Other camps focus completely on nature, however, and include offerings for even the littlest campers to get in on the fun. The “Littles” camp for preschoolers includes nature walks, live animals, hands-on experiences, stories, animal puppets and more, with themes that support science concepts and allow the children to have fun and use their imagination.

For school-age students, many camps get them outside identifying animals, birds and bugs. Students in some camps can even take what they have learned back to the classroom, Farmer said.

“Kids in school often participate in Science Olympiad, (which) does bugs. My camp is one of the more in-depth camps in Michigan on insects for that (elementary) grade range,” he said. 

Children are amazed by the creations found in nature, he said, like a group of preschoolers who he recently introduced to some yellow ants, at least three species of which are found in Michigan.

“If you kind of shake them up a little bit (in a bag), if you sniff that bag, it smells like lemon, and I did that with kids today,” he said during an April interview. “I make it simple and I make it fun, and I really project the idea that they can do it. That’s why our camps are good — because of our experience and our approach.”

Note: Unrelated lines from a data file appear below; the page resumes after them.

use assert_cmd::cargo_bin;
use assert_cmd::prelude::*;
use predicates::prelude::*;
use std::process::Command;

const HEADER: [&str; 8] = [
    "order_id",
    "total_amount",
    "payment_method",
    "settlement_mode",
    "split_ratio",
    "subsidy_amount",
    "settlement_price",
    "quantity",
];

#[test]
fn test_malformed_csv_handling() {
    let output_path = std::path::PathBuf::from("robustness_test.csv");
    let mut wtr = csv::Writer::from_path(&output_path).unwrap();
    wtr.write_record(HEADER).unwrap();

    // Valid order
    wtr.write_record(["1001", "100000", "wechat", "normal_split", "0.8", "", "", ""])
        .unwrap();
    // Text in an amount field
    wtr.write_record(["1002", "not_a_number", "wechat", "normal_split", "", "", "", ""])
        .unwrap();
    // Valid order again
    wtr.write_record(["1003", "5000", "cash", "normal_split", "", "", "", ""])
        .unwrap();
    wtr.flush().unwrap();
    drop(wtr);

    let mut cmd = Command::new(cargo_bin!("mall-settlement"));
    cmd.arg(&output_path);

    cmd.assert()
        .success()
        .stderr(predicate::str::contains("Error reading order"))
        .stdout(predicate::str::contains(
            "1001,settled,normal_split,100000,600,99400,79520,19880,0.6",
        ))
        .stdout(predicate::str::contains(
            "1003,settled,normal_split,5000,0,5000,4000,1000,0",
        ))
        .stdout(predicate::str::contains("1002").not());

    std::fs::remove_file(output_path).ok();
}

#[test]
fn test_unknown_mode_and_method_skipped() {
    let output_path = std::path::PathBuf::from("unknown_mode_test.csv");
    let mut wtr = csv::Writer::from_path(&output_path).unwrap();
    wtr.write_record(HEADER).unwrap();

    // Unknown settlement mode
    wtr.write_record(["2001", "10000", "wechat", "barter", "", "", "", ""])
        .unwrap();
    // Unknown payment method
    wtr.write_record(["2002", "10000", "unknown_wallet", "normal_split", "", "", "", ""])
        .unwrap();
    // Valid order
    wtr.write_record(["2003", "10000", "wechat", "normal_split", "", "", "", ""])
        .unwrap();
    wtr.flush().unwrap();
    drop(wtr);

    let mut cmd = Command::new(cargo_bin!("mall-settlement"));
    cmd.arg(&output_path);

    cmd.assert()
        .success()
        .stderr(predicate::str::contains("unsupported settlement mode: barter"))
        .stderr(predicate::str::contains(
            "unsupported payment method: unknown_wallet",
        ))
        .stdout(predicate::str::contains("2003,settled,normal_split,10000,60,9940,7952,1988,0.6"))
        .stdout(predicate::str::contains("2001").not())
        .stdout(predicate::str::contains("2002").not());

    std::fs::remove_file(output_path).ok();
}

Two skills camps get children ready to explore the great outdoors safely, with help identifying poison ivy, which animals are truly dangerous and which just look dangerous, how to shoot a BB gun, campfire-starting skills and hiking experience.

During a camp on outdoor skills and encountering wildlife, children sit in a blind in full view of the nature center and quietly record the wildlife they see at the bait pile.

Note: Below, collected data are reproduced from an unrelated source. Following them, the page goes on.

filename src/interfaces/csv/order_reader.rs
use crate::domain::settlement::{DEFAULT_SPLIT_RATIO, SettlementMode, SettlementParams};
use crate::error::{Result, SettlementError};
use rust_decimal::Decimal;
use serde::Deserialize;
use std::io::Read;

/// One order row as exported by the mall backend. Amounts are integer minor
/// units; the mode is an external string converted in [`OrderRow::into_request`],
/// which is the boundary where an unknown mode becomes
/// [`SettlementError::UnsupportedSettlementMode`].
#[derive(Debug, Deserialize, PartialEq, Clone)]
pub struct OrderRow {
    pub order_id: String,
    pub total_amount: i64,
    pub payment_method: String,
    pub settlement_mode: String,
    #[serde(default)]
    pub split_ratio: Option<Decimal>,
    #[serde(default)]
    pub subsidy_amount: Option<i64>,
    #[serde(default)]
    pub settlement_price: Option<i64>,
    #[serde(default)]
    pub quantity: Option<i64>,
}

impl OrderRow {
    /// Converts the row into an order id plus engine params, applying the
    /// defaults for omitted columns (split ratio 0.8, quantity 1).
    pub fn into_request(self) -> Result<(String, SettlementParams)> {
        let settlement_mode: SettlementMode = self.settlement_mode.parse()?;
        let params = SettlementParams {
            total_amount: self.total_amount,
            payment_method: self.payment_method,
            settlement_mode,
            split_ratio: self.split_ratio.unwrap_or(DEFAULT_SPLIT_RATIO),
            subsidy_amount: self.subsidy_amount.unwrap_or(0),
            settlement_price: self.settlement_price.unwrap_or(0),
            quantity: self.quantity.unwrap_or(1),
        };
        Ok((self.order_id, params))
    }
}

/// Reads order rows from a CSV source.
///
/// This reader wraps `csv::Reader` and provides an iterator over
/// `Result<OrderRow>`. It handles whitespace trimming and flexible record
/// lengths automatically, so trailing mode-specific columns may be omitted.
pub struct OrderReader<R: Read> {
    reader: csv::Reader<R>,
}

impl<R: Read> OrderReader<R> {
    /// Creates a new `OrderReader` from any `Read` source (e.g., File, Stdin).
    pub fn new(source: R) -> Self {
        let reader = csv::ReaderBuilder::new()
            .trim(csv::Trim::All)
            .flexible(true)
            .from_reader(source);
        Self { reader }
    }

    /// Returns an iterator that lazily reads and deserializes order rows,
    /// so large exports stream without being loaded into memory.
    pub fn orders(self) -> impl Iterator<Item = Result<OrderRow>> {
        self.reader
            .into_deserialize()
            .map(|result| result.map_err(SettlementError::from))
    }
}

#[cfg(test)]
mod tests {
    use super::*;
    use rust_decimal_macros::dec;

    const HEADER: &str = "order_id,total_amount,payment_method,settlement_mode,split_ratio,subsidy_amount,settlement_price,quantity";

    #[test]
    fn test_reader_valid_stream() {
        let data = format!("{HEADER}\n1001, 100000, wechat, normal_split, 0.8,,,\n1002, 5000, cash, normal_split,,,,");
        let reader = OrderReader::new(data.as_bytes());
        let rows: Vec<Result<OrderRow>> = reader.orders().collect();

        assert_eq!(rows.len(), 2);
        let row = rows[0].as_ref().unwrap();
        assert_eq!(row.order_id, "1001");
        assert_eq!(row.total_amount, 100000);
        assert_eq!(row.split_ratio, Some(dec!(0.8)));
        assert_eq!(rows[1].as_ref().unwrap().split_ratio, None);
    }

    #[test]
    fn test_reader_malformed_line() {
        let data = format!("{HEADER}\n1001, not_a_number, wechat, normal_split,,,,");
        let reader = OrderReader::new(data.as_bytes());
        let rows: Vec<Result<OrderRow>> = reader.orders().collect();

        assert!(rows[0].is_err());
    }

    #[test]
    fn test_into_request_defaults() {
        let data = format!("{HEADER}\n1003, 10000, wechat, mall_subsidy,, 500,, 2");
        let reader = OrderReader::new(data.as_bytes());
        let row = reader.orders().next().unwrap().unwrap();

        let (order_id, params) = row.into_request().unwrap();
        assert_eq!(order_id, "1003");
        assert_eq!(params.settlement_mode, SettlementMode::MallSubsidy);
        assert_eq!(params.split_ratio, DEFAULT_SPLIT_RATIO);
        assert_eq!(params.subsidy_amount, 500);
        assert_eq!(params.quantity, 2);
    }

    #[test]
    fn test_into_request_unknown_mode() {
        let data = format!("{HEADER}\n1004, 10000, wechat, barter,,,,");
        let reader = OrderReader::new(data.as_bytes());
        let row = reader.orders().next().unwrap().unwrap();

        let err = row.into_request().unwrap_err();
        assert!(matches!(
            err,
            SettlementError::UnsupportedSettlementMode(ref mode) if mode == "barter"
        ));
    }
}
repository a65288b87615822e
pub mod order_reader;
pub mod settlement_writer;
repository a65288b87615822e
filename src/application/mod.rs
//! Application layer: the settlement calculation engine and the
//! confirmation workflow built on top of it.

pub mod engine;
pub mod service;
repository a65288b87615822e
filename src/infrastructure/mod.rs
pub mod in_memory;
#[cfg(feature = "storage-rocksdb")]
pub mod rocksdb;
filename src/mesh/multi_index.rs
//! Multi-indices for cells and basis functions of tensor product meshes.
//!
//! A multi-index is a `[usize; D]`; its derived `Ord` is the lexicographic
//! order used for every returned collection in this crate. Sets of
//! multi-indices are kept in [`IndexSet`], which enforces sorting and
//! deduplication by construction.

use std::collections::{BTreeMap, BTreeSet};
use std::ops::Range;

use itertools::Itertools;

/// A D-tuple of per-axis cell or function indices.
pub type MultiIndex<const D: usize> = [usize; D];

/// Sorted, duplicate-free set of multi-indices.
pub type IndexSet<const D: usize> = BTreeSet<MultiIndex<D>>;

/// Per-level sets of multi-indices (e.g. marked or active cells).
pub type LevelSets<const D: usize> = BTreeMap<usize, IndexSet<D>>;

/// Lexicographic cartesian product of per-axis ranges.
pub fn product<const D: usize>(ranges: [Range<usize>; D]) -> impl Iterator<Item = MultiIndex<D>> {
    ranges
        .into_iter()
        .multi_cartesian_product()
        .map(|v| std::array::from_fn(|d| v[d]))
}

/// Cartesian product of per-axis index lists.
pub fn product_of_lists<const D: usize>(lists: [Vec<usize>; D]) -> impl Iterator<Item = MultiIndex<D>> {
    lists
        .into_iter()
        .multi_cartesian_product()
        .map(|v| std::array::from_fn(|d| v[d]))
}

/// Sequential (row-major) index of `idx` in a grid of shape `dims`.
#[inline]
pub fn ravel<const D: usize>(idx: &MultiIndex<D>, dims: &[usize; D]) -> usize {
    idx.iter().zip(dims).fold(0, |acc, (&i, &n)| acc * n + i)
}

/// Inverse of [`ravel`].
#[inline]
pub fn unravel<const D: usize>(mut seq: usize, dims: &[usize; D]) -> MultiIndex<D> {
    let mut idx = [0; D];
    for d in (0..D).rev() {
        idx[d] = seq % dims[d];
        seq /= dims[d];
    }
    idx
}

/// Raveled indices of an ordered sequence of multi-indices, order preserved.
pub fn ravel_all<'a, const D: usize>(
    indices: impl IntoIterator<Item = &'a MultiIndex<D>>,
    dims: &[usize; D],
) -> Vec<usize> {
    indices.into_iter().map(|i| ravel(i, dims)).collect()
}
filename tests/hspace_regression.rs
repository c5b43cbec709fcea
mod util;

use approx::assert_abs_diff_eq;
use nalgebra::DVector;
use thb_splines::prelude::*;
use util::*;

fn refined_bicubic() -> HSpace<2> {
    let mut hs = uniform_space::<2>(3, 3);
    hs.refine(&marked(0, &[[0, 0], [0, 1], [1, 0], [1, 1], [0, 2]]), false)
        .unwrap();
    hs.refine(&marked(1, &[[0, 0], [0, 1], [2, 0], [1, 0], [1, 1]]), false)
        .unwrap();
    hs
}

#[test]
fn initial_space_has_one_level() {
    let hs = uniform_space::<2>(3, 3);
    assert_eq!(hs.numlevels(), 1);
    assert_eq!(hs.numactive(), vec![36]);
    assert_eq!(hs.deactivated_functions(0).unwrap().len(), 0);
    assert_eq!(hs.generation(), 0);
}

#[test]
fn two_refinement_steps() {
    let hs = refined_bicubic();
    assert_eq!(hs.numlevels(), 3);
    assert_eq!(hs.numactive(), vec![28, 21, 20]);
    let deact: Vec<usize> = (0..3)
        .map(|lv| hs.deactivated_functions(lv).unwrap().len())
        .collect();
    assert_eq!(deact, vec![8, 5, 0]);
    assert_eq!(hs.numdofs(), 28 + 21 + 20);
    assert_eq!(hs.generation(), 2);
    assert_eq!(hs.active_indices().iter().map(Vec::len).sum::<usize>(), hs.numdofs());
}

#[test]
fn thb_partition_of_unity_on_a_grid() {
    let hs = refined_bicubic();
    let r = hs.represent_fine(true).unwrap();
    assert_eq!((r.nrows(), r.ncols()), (225, 69));

    let coeffs = &r * &DVector::from_element(r.ncols(), 1.0);
    for v in grid_values(&hs, &coeffs, 10) {
        assert_abs_diff_eq!(v, 1.0, epsilon = 1e-12);
    }
}

#[test]
fn active_cells_partition_the_domain() {
    let hs = refined_bicubic();
    assert_abs_diff_eq!(active_volume(&hs), 1.0, epsilon = 1e-12);
    assert_active_cells_disjoint(&hs);
}

#[test]
fn invalid_marks_leave_the_space_untouched() {
    let mut hs = refined_bicubic();
    // (0, 0) on level 0 was refined in the first step
    let err = hs.refine(&marked(0, &[[0, 0]]), false).unwrap_err();
    assert!(matches!(err, HSplineError::CellNotActive { level: 0, .. }));
    let err = hs.refine(&marked(7, &[[0, 0]]), false).unwrap_err();
    assert!(matches!(err, HSplineError::InvalidLevel { level: 7, .. }));
    assert_eq!(hs.numactive(), vec![28, 21, 20]);
    assert_eq!(hs.generation(), 2);
}
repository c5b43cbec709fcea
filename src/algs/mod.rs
//! Re-export public algorithms.

pub mod sparse;

pub use sparse::{kron, multi_kron};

Farmer said the children often see chipmunks — who love free food, he said — but have also seen turkey, deer and other animals wander into their sightlines.

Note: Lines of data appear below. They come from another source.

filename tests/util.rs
#![allow(dead_code)]
use nalgebra::DVector;
use thb_splines::prelude::*;

/// Space over `[0,1]^D` with `n` uniform spans of degree `p` per axis.
pub fn uniform_space<const D: usize>(p: usize, n: usize) -> HSpace<D> {
    let kv = make_knots(p, 0.0, 1.0, n).unwrap();
    HSpace::new(std::array::from_fn(|_| kv.clone())).unwrap()
}

/// Same as [`uniform_space`], with options.
pub fn uniform_space_with<const D: usize>(p: usize, n: usize, options: HSpaceOptions) -> HSpace<D> {
    let kv = make_knots(p, 0.0, 1.0, n).unwrap();
    HSpace::with_options(std::array::from_fn(|_| kv.clone()), options).unwrap()
}

/// Marked cells on a single level.
pub fn marked<const D: usize>(lv: usize, cells: &[[usize; D]]) -> LevelSets<D> {
    LevelSets::from([(lv, cells.iter().copied().collect::<IndexSet<D>>())])
}

/// Sum of the volumes of all active cells.
pub fn active_volume<const D: usize>(hs: &HSpace<D>) -> f64 {
    let mut total = 0.0;
    for lv in 0..hs.numlevels() {
        for c in hs.active_cells(lv).unwrap() {
            let ext = hs.cell_extents(lv, c).unwrap();
            total += ext.iter().map(|(lo, hi)| hi - lo).product::<f64>();
        }
    }
    total
}

/// Assert that no active cell has an active ancestor.
pub fn assert_active_cells_disjoint<const D: usize>(hs: &HSpace<D>) {
    let hm = hs.hmesh();
    for m in 1..hs.numlevels() {
        for c in hs.active_cells(m).unwrap() {
            for j in 0..m {
                let anc = hm.cell_grandparent(m, [c], j).unwrap();
                assert!(
                    anc.is_disjoint(hs.active_cells(j).unwrap()),
                    "active cell {c:?} on level {m} has an active ancestor on level {j}"
                );
            }
        }
    }
}

/// Evaluate the fine-level coefficients `coeffs` on a uniform `k^D` grid.
pub fn grid_values<const D: usize>(hs: &HSpace<D>, coeffs: &DVector<f64>, k: usize) -> Vec<f64> {
    let fine = hs.hmesh().finest();
    let pts: Vec<f64> = (0..k).map(|i| i as f64 / (k - 1) as f64).collect();
    let mut out = Vec::new();
    let mut idx = [0usize; D];
    loop {
        let x: [f64; D] = std::array::from_fn(|d| pts[idx[d]]);
        out.push(fine.evaluate(coeffs.as_slice(), &x).unwrap());
        let mut d = D;
        loop {
            if d == 0 {
                return out;
            }
            d -= 1;
            idx[d] += 1;
            if idx[d] < k {
                break;
            }
            idx[d] = 0;
        }
    }
}

/// Largest level difference between an active cell and an active function
/// that does not vanish on it.
pub fn max_level_gap<const D: usize>(hs: &HSpace<D>) -> usize {
    let hm = hs.hmesh();
    let mut gap = 0;
    for j in 0..hs.numlevels() {
        let mesh = hs.mesh(j).unwrap();
        let supp = mesh.support(hs.active_functions(j).unwrap()).unwrap();
        for m in j + 1..hs.numlevels() {
            for c in hs.active_cells(m).unwrap() {
                let anc = hm.cell_grandparent(m, [c], j).unwrap();
                if anc.iter().any(|a| supp.contains(a)) {
                    gap = gap.max(m - j);
                }
            }
        }
    }
    gap
}

/// Dense copy of a sparse matrix, for comparisons in tests.
pub fn dense(m: &nalgebra_sparse::CsrMatrix<f64>) -> nalgebra::DMatrix<f64> {
    nalgebra::DMatrix::from(m)
}

/// Like [`max_level_gap`], but for the truncated basis: a function counts
/// on a cell only where its truncation does not vanish.
pub fn max_truncated_level_gap<const D: usize>(hs: &HSpace<D>) -> usize {
    let hm = hs.hmesh();
    let finest_level = hs.numlevels() - 1;
    let fine = hm.finest();
    let r = hs.represent_fine(true).unwrap();

    let mut level_of_column = Vec::with_capacity(hs.numdofs());
    for (lv, n) in hs.numactive().into_iter().enumerate() {
        level_of_column.extend(std::iter::repeat_n(lv, n));
    }
    let mut supports: Vec<IndexSet<D>> = vec![IndexSet::new(); hs.numlevels()];
    for (i, j, &v) in r.triplet_iter() {
        if v.abs() > 1e-14 {
            let f = thb_splines::mesh::multi_index::unravel(i, &fine.numdofs());
            supports[level_of_column[j]].extend(fine.support([&f]).unwrap());
        }
    }

    let mut gap = 0;
    for m in 1..hs.numlevels() {
        for c in hs.active_cells(m).unwrap() {
            let below: IndexSet<D> = if m == finest_level {
                IndexSet::from([*c])
            } else {
                hm.cell_grandchildren(m, [c], finest_level).unwrap()
            };
            for (j, supp) in supports.iter().enumerate().take(m) {
                if !below.is_disjoint(supp) {
                    gap = gap.max(m - j);
                }
            }
        }
    }
    gap
}
mod util;

use approx::assert_abs_diff_eq;
use thb_splines::prelude::*;
use util::*;

/// Refine the corner cell of the finest level `steps` times.
fn corner_steps<const D: usize>(hs: &mut HSpace<D>, steps: usize, truncate: bool) {
    for lv in 0..steps {
        hs.refine(&marked(lv, &[[0; D]]), truncate).unwrap();
    }
}

#[test]
fn ungraded_refinement_lets_levels_drift_apart() {
    let mut hs = uniform_space::<1>(2, 4);
    corner_steps(&mut hs, 2, false);
    assert_eq!(max_level_gap(&hs), 2);
}

#[test]
fn disparity_one_marks_coarse_neighbors() {
    let mut hs = uniform_space_with::<1>(2, 4, HSpaceOptions::default().with_disparity(1));
    corner_steps(&mut hs, 2, false);
    let deactivated: Vec<[usize; 1]> = hs.deactivated_cells(0).unwrap().iter().copied().collect();
    assert_eq!(deactivated, vec![[0], [1], [2]]);
    assert_eq!(max_level_gap(&hs), 1);
}

#[test]
fn graded_refinement_respects_disparity_in_2d() {
    for d in 1..=2 {
        let mut hs = uniform_space_with::<2>(2, 4, HSpaceOptions::default().with_disparity(d));
        for lv in 0..4 {
            hs.refine(&marked(lv, &[[0, 0]]), false).unwrap();
            assert!(max_level_gap(&hs) <= d, "disparity {d} violated after step {lv}");
            assert_abs_diff_eq!(active_volume(&hs), 1.0, epsilon = 1e-12);
            assert_active_cells_disjoint(&hs);
        }
        assert_eq!(hs.numlevels(), 5);
    }
}

#[test]
fn truncated_grading_marks_fewer_cells() {
    let mut base = uniform_space_with::<2>(2, 4, HSpaceOptions::default().with_disparity(1));
    corner_steps(&mut base, 2, false);

    let mut hb = base.clone();
    let mut thb = base.clone();
    let step = marked(2, &[[0, 0]]);
    hb.refine(&step, false).unwrap();
    thb.refine(&step, true).unwrap();

    let count = |hs: &HSpace<2>| -> usize {
        (0..hs.numlevels())
            .map(|lv| hs.active_cells(lv).unwrap().len())
            .sum()
    };
    assert!(count(&thb) <= count(&hb));
    for hs in [&hb, &thb] {
        assert!(hs.deactivated_cells(2).unwrap().contains(&[0, 0]));
        assert_abs_diff_eq!(active_volume(hs), 1.0, epsilon = 1e-12);
        assert!(max_truncated_level_gap(hs) <= 1);
    }
    assert!(max_level_gap(&hb) <= 1);
}

#[test]
fn truncated_grading_bounds_truncated_supports() {
    for d in 1..=2 {
        let mut hs = uniform_space_with::<2>(2, 4, HSpaceOptions::default().with_disparity(d));
        for lv in 0..4 {
            hs.refine(&marked(lv, &[[0, 0]]), true).unwrap();
            assert!(
                max_truncated_level_gap(&hs) <= d,
                "disparity {d} violated by truncated functions after step {lv}"
            );
            assert_abs_diff_eq!(active_volume(&hs), 1.0, epsilon = 1e-12);
            assert_active_cells_disjoint(&hs);
        }
    }
}

#[test]
fn truncated_grading_in_1d_marks_only_the_truncated_neighborhood() {
    let mut hs = uniform_space_with::<1>(2, 4, HSpaceOptions::default().with_disparity(1));
    corner_steps(&mut hs, 2, true);
    let deactivated: Vec<[usize; 1]> = hs.deactivated_cells(0).unwrap().iter().copied().collect();
    assert_eq!(deactivated, vec![[0], [1]]);
    assert_eq!(max_truncated_level_gap(&hs), 1);
    assert_eq!(max_level_gap(&hs), 2);
}

#[test]
fn zero_disparity_is_rejected() {
    let kv = make_knots(2, 0.0, 1.0, 4).unwrap();
    let err = HSpace::with_options([kv], HSpaceOptions::default().with_disparity(0)).unwrap_err();
    assert_eq!(err, HSplineError::InvalidDisparity(0));
}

“It’s really rewarding. It’s peaceful, it’s challenging, it’s fun,” said Farmer, a naturalist with 38 years of experience. “Our camps possibly do more real-life basic things than most camps.

“It’s really not a mystery how to do this. You find things that are fun for both the teacher and the kids.”

With so much of the world focused on virtual experiences, Farmer said it’s good for kids to get outdoors and have real experiences, although he said computers have their places too, in helping the children learn more about what they’ve discovered outside.

“When we see young people who want to help, sometimes they have not had much of an opportunity to do real-life, hands-on things,” he said. “Kids today don’t know how to do those things because they’re not asked to.”